[[ Available data open ]]

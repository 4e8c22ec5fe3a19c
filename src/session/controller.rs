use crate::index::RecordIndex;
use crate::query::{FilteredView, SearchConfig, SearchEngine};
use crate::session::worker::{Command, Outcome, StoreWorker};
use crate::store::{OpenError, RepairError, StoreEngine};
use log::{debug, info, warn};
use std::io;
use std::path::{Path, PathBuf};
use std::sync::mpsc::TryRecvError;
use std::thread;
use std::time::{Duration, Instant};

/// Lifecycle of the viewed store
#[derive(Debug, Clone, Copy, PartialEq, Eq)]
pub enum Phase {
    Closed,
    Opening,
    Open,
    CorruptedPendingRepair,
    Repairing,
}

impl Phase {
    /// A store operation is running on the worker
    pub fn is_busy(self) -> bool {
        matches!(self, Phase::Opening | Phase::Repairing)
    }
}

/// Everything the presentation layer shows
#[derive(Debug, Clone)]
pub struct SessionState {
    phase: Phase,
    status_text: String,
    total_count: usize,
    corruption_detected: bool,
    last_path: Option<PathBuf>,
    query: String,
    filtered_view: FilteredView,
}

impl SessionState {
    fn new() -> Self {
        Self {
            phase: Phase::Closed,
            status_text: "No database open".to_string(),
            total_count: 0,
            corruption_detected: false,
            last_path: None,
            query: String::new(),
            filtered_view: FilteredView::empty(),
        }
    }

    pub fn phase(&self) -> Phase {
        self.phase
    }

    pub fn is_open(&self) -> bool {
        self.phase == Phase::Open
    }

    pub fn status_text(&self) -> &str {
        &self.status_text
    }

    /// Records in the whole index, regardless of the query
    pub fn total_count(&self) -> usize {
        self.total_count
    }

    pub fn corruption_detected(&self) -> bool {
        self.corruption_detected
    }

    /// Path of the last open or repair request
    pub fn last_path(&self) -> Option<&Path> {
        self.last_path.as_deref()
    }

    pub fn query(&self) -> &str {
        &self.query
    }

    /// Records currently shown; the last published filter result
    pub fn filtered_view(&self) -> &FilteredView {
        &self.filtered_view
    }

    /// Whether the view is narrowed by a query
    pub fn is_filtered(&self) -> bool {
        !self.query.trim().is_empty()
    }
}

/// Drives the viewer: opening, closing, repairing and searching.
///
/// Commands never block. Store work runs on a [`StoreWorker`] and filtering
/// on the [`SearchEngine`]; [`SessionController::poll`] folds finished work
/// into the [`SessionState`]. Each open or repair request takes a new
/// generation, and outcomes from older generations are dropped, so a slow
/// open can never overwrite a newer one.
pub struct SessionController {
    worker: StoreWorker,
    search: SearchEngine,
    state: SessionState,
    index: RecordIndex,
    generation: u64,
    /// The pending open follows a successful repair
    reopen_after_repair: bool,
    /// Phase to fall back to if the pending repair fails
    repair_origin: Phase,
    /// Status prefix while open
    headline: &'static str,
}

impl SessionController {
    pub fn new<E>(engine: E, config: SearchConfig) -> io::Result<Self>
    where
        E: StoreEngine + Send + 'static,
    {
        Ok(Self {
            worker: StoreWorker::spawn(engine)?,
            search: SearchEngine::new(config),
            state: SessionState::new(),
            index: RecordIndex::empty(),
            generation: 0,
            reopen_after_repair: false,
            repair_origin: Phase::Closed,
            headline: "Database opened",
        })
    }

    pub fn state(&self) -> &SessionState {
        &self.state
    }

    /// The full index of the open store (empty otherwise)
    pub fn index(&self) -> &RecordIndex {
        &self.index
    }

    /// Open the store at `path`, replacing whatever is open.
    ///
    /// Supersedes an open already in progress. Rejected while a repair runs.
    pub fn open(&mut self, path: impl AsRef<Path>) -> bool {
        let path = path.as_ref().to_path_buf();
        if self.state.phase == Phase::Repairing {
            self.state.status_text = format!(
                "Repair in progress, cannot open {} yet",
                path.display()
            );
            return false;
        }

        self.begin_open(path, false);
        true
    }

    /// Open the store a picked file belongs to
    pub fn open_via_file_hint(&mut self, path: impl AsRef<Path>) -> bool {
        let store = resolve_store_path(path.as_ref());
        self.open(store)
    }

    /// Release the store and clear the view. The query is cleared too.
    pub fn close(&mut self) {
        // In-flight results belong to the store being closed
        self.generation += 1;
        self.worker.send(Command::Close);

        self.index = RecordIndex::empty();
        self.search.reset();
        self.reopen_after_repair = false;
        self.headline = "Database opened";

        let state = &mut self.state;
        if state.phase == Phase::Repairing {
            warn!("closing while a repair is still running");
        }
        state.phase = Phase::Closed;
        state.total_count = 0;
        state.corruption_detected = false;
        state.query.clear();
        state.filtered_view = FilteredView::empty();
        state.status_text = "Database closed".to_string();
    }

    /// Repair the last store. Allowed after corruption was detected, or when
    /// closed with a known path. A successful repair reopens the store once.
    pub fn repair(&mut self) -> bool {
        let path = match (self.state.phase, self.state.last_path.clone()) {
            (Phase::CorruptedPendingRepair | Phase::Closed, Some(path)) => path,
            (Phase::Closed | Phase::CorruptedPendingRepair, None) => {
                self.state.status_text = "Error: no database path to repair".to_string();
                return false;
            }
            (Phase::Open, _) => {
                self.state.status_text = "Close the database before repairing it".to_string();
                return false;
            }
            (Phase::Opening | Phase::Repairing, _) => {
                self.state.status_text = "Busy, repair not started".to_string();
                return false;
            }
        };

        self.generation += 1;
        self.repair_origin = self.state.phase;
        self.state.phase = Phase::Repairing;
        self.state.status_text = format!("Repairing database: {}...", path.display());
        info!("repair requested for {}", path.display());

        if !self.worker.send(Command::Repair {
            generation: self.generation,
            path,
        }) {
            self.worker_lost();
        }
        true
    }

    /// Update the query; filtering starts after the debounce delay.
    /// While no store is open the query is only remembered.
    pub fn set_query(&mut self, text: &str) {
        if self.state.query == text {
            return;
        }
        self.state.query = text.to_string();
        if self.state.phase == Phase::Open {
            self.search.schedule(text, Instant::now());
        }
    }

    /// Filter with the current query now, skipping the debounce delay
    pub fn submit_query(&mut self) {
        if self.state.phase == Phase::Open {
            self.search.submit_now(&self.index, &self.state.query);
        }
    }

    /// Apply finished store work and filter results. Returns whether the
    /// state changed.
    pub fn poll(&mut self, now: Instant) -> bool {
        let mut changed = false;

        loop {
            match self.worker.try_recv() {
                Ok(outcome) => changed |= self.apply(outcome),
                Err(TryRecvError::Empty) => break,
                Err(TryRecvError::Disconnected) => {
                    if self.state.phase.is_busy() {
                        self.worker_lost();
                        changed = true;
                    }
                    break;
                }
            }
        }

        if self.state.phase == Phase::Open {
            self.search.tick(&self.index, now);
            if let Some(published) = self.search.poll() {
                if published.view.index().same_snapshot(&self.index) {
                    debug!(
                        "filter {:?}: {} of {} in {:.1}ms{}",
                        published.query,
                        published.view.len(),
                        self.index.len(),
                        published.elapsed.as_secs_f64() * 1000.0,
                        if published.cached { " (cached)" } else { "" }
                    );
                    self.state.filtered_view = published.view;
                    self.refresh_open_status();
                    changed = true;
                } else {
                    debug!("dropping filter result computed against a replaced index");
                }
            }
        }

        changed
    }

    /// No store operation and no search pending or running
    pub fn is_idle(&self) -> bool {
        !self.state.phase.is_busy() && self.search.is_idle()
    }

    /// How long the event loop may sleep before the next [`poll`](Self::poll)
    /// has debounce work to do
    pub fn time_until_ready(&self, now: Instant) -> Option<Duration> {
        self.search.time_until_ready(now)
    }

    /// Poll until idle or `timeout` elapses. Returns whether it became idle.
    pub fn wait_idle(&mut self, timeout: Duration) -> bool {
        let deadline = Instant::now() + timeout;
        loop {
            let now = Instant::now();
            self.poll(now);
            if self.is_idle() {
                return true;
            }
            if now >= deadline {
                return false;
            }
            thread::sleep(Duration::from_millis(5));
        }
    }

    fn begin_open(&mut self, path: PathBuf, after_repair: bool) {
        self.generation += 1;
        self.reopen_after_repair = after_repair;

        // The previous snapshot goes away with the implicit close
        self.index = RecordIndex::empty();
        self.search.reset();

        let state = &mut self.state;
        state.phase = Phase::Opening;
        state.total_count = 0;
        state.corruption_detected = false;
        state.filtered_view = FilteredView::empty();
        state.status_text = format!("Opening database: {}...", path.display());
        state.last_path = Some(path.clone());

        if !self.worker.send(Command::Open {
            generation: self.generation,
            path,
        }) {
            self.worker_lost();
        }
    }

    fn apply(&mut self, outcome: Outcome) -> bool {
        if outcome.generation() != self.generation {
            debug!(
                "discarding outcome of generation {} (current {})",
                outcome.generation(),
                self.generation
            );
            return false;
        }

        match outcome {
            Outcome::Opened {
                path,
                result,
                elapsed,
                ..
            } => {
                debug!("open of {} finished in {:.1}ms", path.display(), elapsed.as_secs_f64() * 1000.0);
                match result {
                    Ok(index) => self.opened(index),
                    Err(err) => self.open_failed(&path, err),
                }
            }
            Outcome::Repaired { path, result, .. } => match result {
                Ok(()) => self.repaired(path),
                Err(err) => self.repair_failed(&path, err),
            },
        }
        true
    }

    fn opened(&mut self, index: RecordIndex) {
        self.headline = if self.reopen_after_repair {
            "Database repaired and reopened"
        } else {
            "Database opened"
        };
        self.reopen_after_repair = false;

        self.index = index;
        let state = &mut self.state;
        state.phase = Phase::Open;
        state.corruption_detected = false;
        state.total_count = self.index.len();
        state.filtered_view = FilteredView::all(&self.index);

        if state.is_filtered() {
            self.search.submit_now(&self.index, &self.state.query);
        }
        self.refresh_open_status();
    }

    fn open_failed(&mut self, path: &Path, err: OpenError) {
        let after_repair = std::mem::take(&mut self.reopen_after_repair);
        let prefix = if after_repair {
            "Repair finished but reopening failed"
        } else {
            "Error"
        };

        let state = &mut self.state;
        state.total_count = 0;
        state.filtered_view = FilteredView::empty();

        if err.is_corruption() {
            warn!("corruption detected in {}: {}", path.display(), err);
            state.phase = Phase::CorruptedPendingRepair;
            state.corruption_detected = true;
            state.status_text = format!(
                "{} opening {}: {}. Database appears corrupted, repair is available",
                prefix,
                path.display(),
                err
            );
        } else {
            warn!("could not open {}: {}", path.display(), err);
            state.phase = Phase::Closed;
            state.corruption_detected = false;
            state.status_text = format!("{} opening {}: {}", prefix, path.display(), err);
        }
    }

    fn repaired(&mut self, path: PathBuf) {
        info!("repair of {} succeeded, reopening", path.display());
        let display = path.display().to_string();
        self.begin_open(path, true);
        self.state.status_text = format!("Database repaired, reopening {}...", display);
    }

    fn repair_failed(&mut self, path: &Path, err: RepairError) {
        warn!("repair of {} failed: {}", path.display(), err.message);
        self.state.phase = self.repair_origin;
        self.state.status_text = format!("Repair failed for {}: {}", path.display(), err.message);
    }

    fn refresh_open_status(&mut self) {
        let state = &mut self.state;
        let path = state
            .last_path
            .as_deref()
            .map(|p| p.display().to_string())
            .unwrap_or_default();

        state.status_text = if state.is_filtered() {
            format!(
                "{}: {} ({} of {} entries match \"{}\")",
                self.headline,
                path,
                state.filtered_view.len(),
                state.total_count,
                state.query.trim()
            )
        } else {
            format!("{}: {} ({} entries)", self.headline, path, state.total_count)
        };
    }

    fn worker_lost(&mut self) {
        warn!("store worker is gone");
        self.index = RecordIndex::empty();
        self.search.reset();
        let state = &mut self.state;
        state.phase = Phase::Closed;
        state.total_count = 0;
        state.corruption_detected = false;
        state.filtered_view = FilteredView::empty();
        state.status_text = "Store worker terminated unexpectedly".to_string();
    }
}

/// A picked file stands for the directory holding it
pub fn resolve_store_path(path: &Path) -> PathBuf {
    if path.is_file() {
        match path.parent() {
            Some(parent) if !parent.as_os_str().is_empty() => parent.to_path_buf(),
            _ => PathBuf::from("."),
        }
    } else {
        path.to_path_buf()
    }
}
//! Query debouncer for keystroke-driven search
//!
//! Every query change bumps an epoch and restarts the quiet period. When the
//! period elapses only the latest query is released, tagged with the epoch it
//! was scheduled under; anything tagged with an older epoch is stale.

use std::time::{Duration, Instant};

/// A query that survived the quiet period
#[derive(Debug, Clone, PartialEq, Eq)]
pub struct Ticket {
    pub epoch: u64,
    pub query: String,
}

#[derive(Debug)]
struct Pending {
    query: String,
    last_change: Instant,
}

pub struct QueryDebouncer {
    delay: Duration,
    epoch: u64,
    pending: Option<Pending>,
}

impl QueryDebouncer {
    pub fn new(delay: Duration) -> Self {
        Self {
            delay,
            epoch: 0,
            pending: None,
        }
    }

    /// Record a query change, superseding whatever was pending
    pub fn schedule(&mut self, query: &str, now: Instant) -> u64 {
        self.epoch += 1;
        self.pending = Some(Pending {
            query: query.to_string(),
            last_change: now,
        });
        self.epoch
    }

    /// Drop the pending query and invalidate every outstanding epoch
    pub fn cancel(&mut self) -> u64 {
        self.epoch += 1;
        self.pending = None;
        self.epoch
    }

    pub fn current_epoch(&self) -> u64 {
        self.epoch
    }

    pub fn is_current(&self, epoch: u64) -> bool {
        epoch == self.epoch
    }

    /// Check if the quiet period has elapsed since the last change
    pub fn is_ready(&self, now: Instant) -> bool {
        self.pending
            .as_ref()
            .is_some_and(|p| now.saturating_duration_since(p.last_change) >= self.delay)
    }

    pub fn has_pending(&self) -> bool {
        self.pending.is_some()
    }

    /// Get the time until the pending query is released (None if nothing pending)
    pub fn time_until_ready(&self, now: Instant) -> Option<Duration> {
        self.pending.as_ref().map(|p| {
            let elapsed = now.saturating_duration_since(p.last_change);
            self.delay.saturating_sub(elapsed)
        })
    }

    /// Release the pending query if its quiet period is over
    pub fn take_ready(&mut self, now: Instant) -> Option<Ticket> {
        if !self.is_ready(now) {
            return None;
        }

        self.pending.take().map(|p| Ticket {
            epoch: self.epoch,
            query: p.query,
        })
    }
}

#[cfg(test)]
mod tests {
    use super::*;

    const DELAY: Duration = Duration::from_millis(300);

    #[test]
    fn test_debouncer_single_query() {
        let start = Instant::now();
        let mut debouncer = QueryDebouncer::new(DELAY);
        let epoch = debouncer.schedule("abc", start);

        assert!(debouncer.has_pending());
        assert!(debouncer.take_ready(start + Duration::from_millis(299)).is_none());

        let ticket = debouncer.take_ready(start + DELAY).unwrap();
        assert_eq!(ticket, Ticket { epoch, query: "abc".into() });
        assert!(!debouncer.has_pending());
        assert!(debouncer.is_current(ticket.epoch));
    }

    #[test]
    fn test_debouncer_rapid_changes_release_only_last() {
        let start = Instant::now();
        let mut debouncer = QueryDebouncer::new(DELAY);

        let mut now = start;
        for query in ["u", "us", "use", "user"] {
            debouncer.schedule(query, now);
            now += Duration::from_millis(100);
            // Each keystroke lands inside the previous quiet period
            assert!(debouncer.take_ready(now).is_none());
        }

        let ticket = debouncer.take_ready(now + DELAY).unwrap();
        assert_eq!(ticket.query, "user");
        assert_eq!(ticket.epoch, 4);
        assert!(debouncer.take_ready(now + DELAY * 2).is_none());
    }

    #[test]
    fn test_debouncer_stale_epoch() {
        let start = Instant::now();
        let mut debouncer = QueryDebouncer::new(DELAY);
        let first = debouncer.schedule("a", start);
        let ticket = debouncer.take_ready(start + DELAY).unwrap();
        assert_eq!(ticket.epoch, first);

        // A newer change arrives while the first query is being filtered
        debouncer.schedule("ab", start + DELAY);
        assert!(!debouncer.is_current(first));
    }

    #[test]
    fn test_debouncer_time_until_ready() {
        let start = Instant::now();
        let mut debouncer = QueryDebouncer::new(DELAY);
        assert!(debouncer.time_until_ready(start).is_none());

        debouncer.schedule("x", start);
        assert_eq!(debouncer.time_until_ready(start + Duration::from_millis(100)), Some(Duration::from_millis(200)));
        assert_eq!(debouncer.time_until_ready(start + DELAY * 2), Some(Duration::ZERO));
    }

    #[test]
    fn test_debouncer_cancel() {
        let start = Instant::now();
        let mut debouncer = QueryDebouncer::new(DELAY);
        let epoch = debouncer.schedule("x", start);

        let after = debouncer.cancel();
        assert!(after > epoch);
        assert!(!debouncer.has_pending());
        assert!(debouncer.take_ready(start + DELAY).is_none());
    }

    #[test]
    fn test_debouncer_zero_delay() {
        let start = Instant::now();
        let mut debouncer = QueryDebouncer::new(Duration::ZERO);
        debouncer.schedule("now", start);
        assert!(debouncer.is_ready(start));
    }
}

[[ Available data closed ]]

▶ What you are asked to do
Output exactly one stretch of the listing: from the line containing "the store once." through the line containing "(Phase::Closed | Phase::CorruptedPendingRepair, None)", both end lines included.

▶ Response to the exercise
    /// closed with a known path. A successful repair reopens the store once.
    pub fn repair(&mut self) -> bool {
        let path = match (self.state.phase, self.state.last_path.clone()) {
            (Phase::CorruptedPendingRepair | Phase::Closed, Some(path)) => path,
            (Phase::Closed | Phase::CorruptedPendingRepair, None) => {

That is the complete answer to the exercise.